Figure 6d, e show the HBA contour maps in combination with compounds 55 and 79, respectively, where magenta and red contours represent areas where HBA substituents are favored and disfavored, respectively. Figure 6d combined with compound 55 displays that one magenta contour is near the carbonyl group, and the other magenta contour is near the nitrogen atom of the pyridine ring, which indicates that the activity can be enhanced if the electronegative atoms are in these two positions. It is supported by the case that most of the compounds 4660, which have nitrogen and oxygen atoms in these two positions, show high bioactivity. Similarly, Fig. 6e combined with compound 79 also shows that one magenta contour is near the carbonyl group, and the other magenta contour is near the nitrogen atom of the pyridine ring, which represents that the electronegative atoms in these two positions can increase the bioactivity. This is confirmed by the higher activity of compounds 72, 74, and 79 compared with the lower activity of compounds 63, 64, and 65, respectively.

Docking analysis

In order to validate the docking model in the virtual screening, the C_score values of all 84 inhibitors were tested using Surflex-Dock, and the correlations between the C_score values and pIC50 values are depicted in Fig. 7. It can be seen that 75 of 84 inhibitors have positive C_score values, so the hit compounds should have positive C_score values in the virtual screening.

Fig. 7
figure 7

Plots of C_score values versus biological activity (pIC50 values) of 84 inhibitors

Virtual screening

The obtained best GALAHAD model (Fig. 1) was converted into a UNITY query, which was screened against NCI2000 database. The “flexible database search” option was implemented to perform virtual screening. Primary filters such as Lipinski’s rule of five, Van der Waals bumps, and QFIT (pharmacophoric match between query and the hit compound) were applied to reduce the dataset (Kothandan et al., 2013). The screening of the pharmacophore query yielded 336 hits that met the specific requirements. The 336 hit compounds were further subjected to molecular docking using the Sulflex-Dock module of SYBYL. 174 compounds were selected based on the docking score values (C_score value > 0). The pIC50 values of the selected 174 compounds were predicted using CoMFA and CoMSIA models generated on the basis of pharmacophore alignment. Finally, six structurally diverse compounds with good pIC50 values predicted by both CoMFA and CoMSIA models (both pIC50 > 6.40) are listed in Table 5. Thus, these potential hit compounds are expected to design novel NSAIs with new skeleton.

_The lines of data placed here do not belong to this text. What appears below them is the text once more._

use crate::db::with_conn;
use crate::error::AppError;
use crate::models::job::TriggerOrigin;
use crate::models::package::{self, Package, PackageConfig, PackageFormat};
use crate::models::settings;
use crate::routes::download_response;
use crate::services::backup_scheduler::validate_cron;
use crate::services::{packager, retention};
use crate::state::AppState;
use axum::extract::{Path, Query, State};
use axum::http::StatusCode;
use axum::response::Response;
use axum::routing::{get, post};
use axum::{Json, Router};
use serde::Deserialize;
use serde_json::{json, Value};
use std::sync::Arc;

pub fn router() -> Router<Arc<AppState>> {
    Router::new()
        .route(
            "/",
            get(list_packages).post(trigger_package).delete(delete_all_packages),
        )
        .route("/configuration", get(get_configuration).put(update_configuration))
        .route("/reload", post(reload_schedule))
        .route("/{id}", get(get_package).delete(delete_package))
        .route("/{id}/download", get(download_package))
}

async fn find_package(state: &AppState, id: &str) -> Result<Package, AppError> {
    let pid = id.to_string();
    with_conn(&state.db, move |conn| package::find_by_id(conn, &pid))
        .await?
        .ok_or_else(|| AppError::NotFound("Package not found".into()))
}

async fn refresh_totals(state: &AppState) {
    if let Err(e) = retention::refresh_package_totals(state).await {
        tracing::warn!(error = %e, "Failed to refresh package metrics");
    }
}

async fn list_packages(State(state): State<Arc<AppState>>) -> Result<Json<Vec<Package>>, AppError> {
    let packages = with_conn(&state.db, |conn| package::find_all(conn)).await?;
    Ok(Json(packages))
}

async fn get_package(
    State(state): State<Arc<AppState>>,
    Path(id): Path<String>,
) -> Result<Json<Package>, AppError> {
    Ok(Json(find_package(&state, &id).await?))
}

#[derive(Deserialize)]
pub struct TriggerQuery {
    pub compression: Option<PackageFormat>,
}

/// Build a package in the background using the stored format unless one is given.
async fn trigger_package(
    State(state): State<Arc<AppState>>,
    Query(query): Query<TriggerQuery>,
) -> Result<(StatusCode, Json<Value>), AppError> {
    let format = match query.compression {
        Some(format) => format,
        None => with_conn(&state.db, |conn| settings::package_config(conn)).await?.compression,
    };

    let task_state = state.clone();
    state.workers.spawn(async move {
        // Outcome is logged and recorded in metrics by the packager
        let _ = packager::create_package(&task_state, format, TriggerOrigin::Manual).await;
    });
    tracing::info!(compression = %format, "Package creation queued");
    Ok((StatusCode::ACCEPTED, Json(json!({ "status": "queued", "compression": format }))))
}

async fn download_package(
    State(state): State<Arc<AppState>>,
    Path(id): Path<String>,
) -> Result<Response, AppError> {
    let pkg = find_package(&state, &id).await?;
    let download = state.storage.download(&pkg.storage_path).await?;
    download_response(download).await
}

async fn delete_package(
    State(state): State<Arc<AppState>>,
    Path(id): Path<String>,
) -> Result<StatusCode, AppError> {
    let pkg = find_package(&state, &id).await?;
    state.storage.delete(&pkg.storage_path).await?;
    with_conn(&state.db, move |conn| package::delete(conn, &id)).await?;
    tracing::info!(package_id = %pkg.id, "Package deleted");
    refresh_totals(&state).await;
    Ok(StatusCode::NO_CONTENT)
}

/// Stops at the first storage failure. Packages removed before it stay removed.
async fn delete_all_packages(State(state): State<Arc<AppState>>) -> Result<Json<Value>, AppError> {
    let packages = with_conn(&state.db, |conn| package::find_all(conn)).await?;
    let mut deleted = 0usize;
    for pkg in packages {
        if let Err(e) = state.storage.delete(&pkg.storage_path).await {
            refresh_totals(&state).await;
            return Err(e.into());
        }
        let id = pkg.id.clone();
        with_conn(&state.db, move |conn| package::delete(conn, &id)).await?;
        deleted += 1;
    }
    tracing::info!(deleted, "All packages deleted");
    refresh_totals(&state).await;
    Ok(Json(json!({ "deleted": deleted })))
}

async fn get_configuration(State(state): State<Arc<AppState>>) -> Result<Json<PackageConfig>, AppError> {
    let config = with_conn(&state.db, |conn| settings::package_config(conn)).await?;
    Ok(Json(config))
}

async fn update_configuration(
    State(state): State<Arc<AppState>>,
    Json(mut body): Json<PackageConfig>,
) -> Result<Json<PackageConfig>, AppError> {
    body.schedule = body
        .schedule
        .map(|s| s.trim().to_string())
        .filter(|s| !s.is_empty());
    if let Some(expr) = body.schedule.as_deref() {
        validate_cron(expr)
            .map_err(|reason| AppError::BadRequest(format!("Invalid schedule '{expr}': {reason}")))?;
    }

    let saved = body.clone();
    with_conn(&state.db, move |conn| settings::set_package_config(conn, &saved)).await?;
    state.scheduler.reload_package_schedule().await?;
    tracing::info!(schedule = ?body.schedule, compression = %body.compression, "Package configuration updated");
    Ok(Json(body))
}

async fn reload_schedule(State(state): State<Arc<AppState>>) -> Result<Json<Value>, AppError> {
    let cron = state.scheduler.reload_package_schedule().await?;
    Ok(Json(json!({ "schedule": cron })))
}

#[cfg(all(test, unix))]
mod tests {
    use crate::db::with_conn;
    use crate::models::job::TriggerOrigin;
    use crate::models::package;
    use crate::routes::create_router;
    use crate::routes::test_helpers::{empty, json, send};
    use crate::test_support::TestEnv;
    use axum::http::StatusCode;
    use serde_json::json;

    async fn stored_package(env: &TestEnv, path: &str) -> package::Package {
        env.put_artifact(path, b"bundle");
        let path = path.to_string();
        with_conn(&env.state.db, move |conn| {
            package::create(conn, &path, 6, "abc", TriggerOrigin::Manual)
        })
        .await
        .unwrap()
    }

    #[tokio::test(flavor = "multi_thread")]
    async fn test_configuration_roundtrip_registers_timer() {
        let env = TestEnv::new(false).await;
        let app = create_router(env.state.clone());

        let (status, config) = send(&app, empty("GET", "/api/packages/configuration")).await;
        assert_eq!(status, StatusCode::OK);
        assert_eq!(config["compression"], "zip");

        let body = json!({"schedule": "0 4 * * *", "compression": "tar.gz", "max_count": 3});
        let (status, saved) = send(&app, json("PUT", "/api/packages/configuration", body)).await;
        assert_eq!(status, StatusCode::OK);
        assert_eq!(saved["compression"], "tar.gz");
        assert_eq!(env.state.scheduler.package_cron().as_deref(), Some("0 0 4 * * *"));

        let body = json!({"schedule": "whenever"});
        let (status, _) = send(&app, json("PUT", "/api/packages/configuration", body)).await;
        assert_eq!(status, StatusCode::BAD_REQUEST);
        assert_eq!(env.state.scheduler.package_cron().as_deref(), Some("0 0 4 * * *"));

        let (status, _) = send(&app, json("PUT", "/api/packages/configuration", json!({}))).await;
        assert_eq!(status, StatusCode::OK);
        assert!(env.state.scheduler.package_cron().is_none());
    }

    #[tokio::test(flavor = "multi_thread")]
    async fn test_download_and_delete_package() {
        let env = TestEnv::new(false).await;
        let pkg = stored_package(&env, "packages/packaged_resources_a.zip").await;
        let app = create_router(env.state.clone());

        let (status, body) = send(&app, empty("GET", &format!("/api/packages/{}/download", pkg.id))).await;
        assert_eq!(status, StatusCode::OK);
        assert_eq!(body, "bundle");

        let (status, _) = send(&app, empty("DELETE", &format!("/api/packages/{}", pkg.id))).await;
        assert_eq!(status, StatusCode::NO_CONTENT);
        assert!(!env.storage_root().join(&pkg.storage_path).exists());
        let (status, _) = send(&app, empty("GET", &format!("/api/packages/{}", pkg.id))).await;
        assert_eq!(status, StatusCode::NOT_FOUND);
    }

    #[tokio::test(flavor = "multi_thread")]
    async fn test_delete_all_halts_on_storage_failure() {
        let env = TestEnv::new(false).await;
        stored_package(&env, "packages/packaged_resources_a.zip").await;
        // A directory cannot be removed as a file
        std::fs::create_dir_all(env.storage_root().join("packages/stuck.zip/inner")).unwrap();
        with_conn(&env.state.db, |conn| {
            package::create(conn, "packages/stuck.zip", 1, "c", TriggerOrigin::Scheduled)
        })
        .await
        .unwrap();
        let app = create_router(env.state.clone());

        let (status, err) = send(&app, empty("DELETE", "/api/packages")).await;
        assert_eq!(status, StatusCode::BAD_GATEWAY);
        assert!(err["error"].is_string());
        let remaining = with_conn(&env.state.db, |conn| package::find_all(conn)).await.unwrap();
        assert!(remaining.iter().any(|p| p.storage_path == "packages/stuck.zip"));
    }

    #[tokio::test(flavor = "multi_thread")]
    async fn test_trigger_builds_in_background() {
        let env = TestEnv::new(false).await;
        env.tool("pg_dump", "printf 'x'");
        let app = create_router(env.state.clone());
        let resource = json!({
            "name": "Orders", "engine": "postgres", "host": "db", "username": "u",
            "password": "p", "database_name": "orders", "include_in_package": true
        });
        let (status, _) = send(&app, json("POST", "/api/resources", resource)).await;
        assert_eq!(status, StatusCode::CREATED);

        let (status, queued) = send(&app, empty("POST", "/api/packages?compression=tar.gz")).await;
        assert_eq!(status, StatusCode::ACCEPTED);
        assert_eq!(queued["compression"], "tar.gz");
        env.state.workers.drain().await;

        let (_, list) = send(&app, empty("GET", "/api/packages")).await;
        let list = list.as_array().unwrap();
        assert_eq!(list.len(), 1);
        assert!(list[0]["storage_path"].as_str().unwrap().ends_with(".tar.gz"));
    }
}
//! Time and count based cleanup of backup artifacts and packages.

use crate::db::with_conn;
use crate::metrics;
use crate::models::job::{self, Job};
use crate::models::package::{self, Package};
use crate::models::{resource, settings};
use crate::state::AppState;
use chrono::{DateTime, Duration, Utc};
use serde::Serialize;
use std::collections::BTreeSet;

/// Something retention can age out.
pub trait Retainable {
    fn retained_at(&self) -> DateTime<Utc>;
}

impl Retainable for Job {
    fn retained_at(&self) -> DateTime<Utc> {
        self.finished_at.unwrap_or(self.started_at)
    }
}

impl Retainable for Package {
    fn retained_at(&self) -> DateTime<Utc> {
        self.created_at
    }
}

/// Indices into `items` of everything older than `retention_days` or past the
/// newest `max_count`. Each index appears once.
pub fn select_expired<T: Retainable>(
    items: &[T],
    retention_days: Option<u32>,
    max_count: Option<u32>,
    now: DateTime<Utc>,
) -> Vec<usize> {
    let mut expired = BTreeSet::new();

    if let Some(days) = retention_days {
        let cutoff = now - Duration::days(i64::from(days));
        expired.extend(
            items
                .iter()
                .enumerate()
                .filter(|(_, item)| item.retained_at() < cutoff)
                .map(|(i, _)| i),
        );
    }

    if let Some(keep) = max_count {
        let mut newest_first: Vec<usize> = (0..items.len()).collect();
        newest_first.sort_by_key(|&i| std::cmp::Reverse(items[i].retained_at()));
        expired.extend(newest_first.into_iter().skip(keep as usize));
    }

    expired.into_iter().collect()
}

#[derive(Debug, Default, Clone, Serialize)]
pub struct RetentionReport {
    pub deleted: usize,
    pub failures: Vec<String>,
}

impl RetentionReport {
    fn merge(&mut self, other: RetentionReport) {
        self.deleted += other.deleted;
        self.failures.extend(other.failures);
    }
}

/// Apply backup retention to one resource, or to every listed resource.
pub async fn enforce(state: &AppState, resource_id: Option<&str>) -> anyhow::Result<RetentionReport> {
    let rid = resource_id.map(str::to_string);
    let resources = with_conn(&state.db, move |conn| match rid {
        Some(id) => Ok(resource::find_by_id(conn, &id)?.into_iter().collect()),
        None => resource::find_all(conn),
    })
    .await?;

    let mut report = RetentionReport::default();
    let now = Utc::now();
    for resource in resources {
        if resource.retention_days.is_none() && resource.max_count.is_none() {
            continue;
        }
        let rid = resource.id.clone();
        let backups = with_conn(&state.db, move |conn| job::completed_backups(conn, &rid)).await?;
        let expired = select_expired(&backups, resource.retention_days, resource.max_count, now);
        if expired.is_empty() {
            continue;
        }

        let mut scoped = RetentionReport::default();
        for i in expired {
            match remove_job(state, &backups[i]).await {
                Ok(()) => scoped.deleted += 1,
                Err(e) => {
                    tracing::warn!(job_id = %backups[i].id, resource = %resource.name, error = %e, "Retention could not remove backup");
                    scoped.failures.push(format!("{}: {e}", backups[i].id));
                }
            }
        }
        tracing::info!(resource = %resource.name, deleted = scoped.deleted, failures = scoped.failures.len(), "Backup retention applied");
        metrics::record_retention(&resource.name, scoped.deleted);
        report.merge(scoped);
    }
    Ok(report)
}

async fn remove_job(state: &AppState, job: &Job) -> anyhow::Result<()> {
    if let Some(path) = &job.storage_path {
        state.storage.delete(path).await?;
    }
    let id = job.id.clone();
    with_conn(&state.db, move |conn| job::delete(conn, &id)).await?;
    Ok(())
}

/// Apply the package configuration's policy to every stored package.
pub async fn enforce_packages(state: &AppState) -> anyhow::Result<RetentionReport> {
    let (config, packages) = with_conn(&state.db, |conn| {
        Ok((settings::package_config(conn)?, package::find_all(conn)?))
    })
    .await?;

    let mut report = RetentionReport::default();
    let expired = select_expired(&packages, config.retention_days, config.max_count, Utc::now());
    for i in expired {
        let pkg = &packages[i];
        if let Err(e) = state.storage.delete(&pkg.storage_path).await {
            tracing::warn!(package_id = %pkg.id, error = %e, "Retention could not remove package");
            report.failures.push(format!("{}: {e}", pkg.id));
            continue;
        }
        let id = pkg.id.clone();
        with_conn(&state.db, move |conn| package::delete(conn, &id)).await?;
        report.deleted += 1;
    }

    if report.deleted > 0 || !report.failures.is_empty() {
        tracing::info!(deleted = report.deleted, failures = report.failures.len(), "Package retention applied");
    }
    metrics::record_retention("packages", report.deleted);
    refresh_package_totals(state).await?;
    Ok(report)
}

/// Daily sweep over every resource and the package store.
pub async fn sweep(state: &AppState) -> anyhow::Result<RetentionReport> {
    let mut report = enforce(state, None).await?;
    report.merge(enforce_packages(state).await?);
    tracing::info!(deleted = report.deleted, failures = report.failures.len(), "Retention sweep finished");
    Ok(report)
}

pub async fn refresh_package_totals(state: &AppState) -> anyhow::Result<()> {
    let (count, size) = with_conn(&state.db, |conn| package::totals(conn)).await?;
    metrics::set_package_totals(count, size);
    Ok(())
}
use super::EXIT_SUCCESS;
use clap::CommandFactory;
use std::path::Path;

fn render(cmd: clap::Command, path: &Path) -> Result<(), String> {
    let mut buf = Vec::new();
    clap_mangen::Man::new(cmd)
        .render(&mut buf)
        .map_err(|e| format!("man page render failed: {e}"))?;
    std::fs::write(path, &buf).map_err(|e| format!("failed to write {}: {e}", path.display()))
}

pub fn run<C: CommandFactory>(dir: &Path) -> Result<u8, String> {
    std::fs::create_dir_all(dir).map_err(|e| format!("failed to create dir: {e}"))?;
    let cmd = C::command();
    render(cmd.clone(), &dir.join("canonjson.1"))?;
    for sub in cmd.get_subcommands() {
        let path = dir.join(format!("canonjson-{}.1", sub.get_name()));
        render(sub.clone(), &path)?;
    }
    println!("man pages written to {}", dir.display());
    Ok(EXIT_SUCCESS)
}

Table 5 Chemical structures and their predicted activity values of screened hit compounds

Conclusion

Aromatase inhibitors have proven to be the most important targets for treatment of estrogen-dependent cancers. In order to search for more potent NSAIs with lower side effects and overcome the drug resistance, pharmacophore modeling, virtual screening, and 3D-QSAR studies were performed. Pharmacophore model was derived from twelve highly active and structurally diverse compounds using GALAHAD. The best pharmacophore model includes one acceptor atom, one donor atom, and two hydrophobes, which was used as a query to search NCI2000 database. 336 hit compounds were obtained after the screening of the pharmacophore query, and 90 compounds were selected by molecular docking. Finally, six structurally diverse compounds with good predicted pIC50 values were obtained, which are expected to design novel NSAIs with new skeletons. The 3D-QSAR techniques based on both pharmacophore and docking alignments, CoMFA and CoMSIA, were applied to 84 NSAIs with different skeletons. The CoMFA and CoMSIA models obtained from pharmacophore-based alignment shows better statistical results, q 2 = 0.634, r 2ncv  = 0.986, r 2pred  = 0.737 for CoMFA and q 2 = 0.668, r 2ncv  = 0.962, r 2pred  = 0.708 for CoMSIA, which indicate that these structurally diverse NSAIs must bind to the same active site of aromatase, and it is feasible to drive CoMFA and CoMSIA models based on structurally diverse compounds. The present pharmacophore modeling, virtual screening, and 3D-QSAR approach provides useful information to design and synthesize novel NSAIs.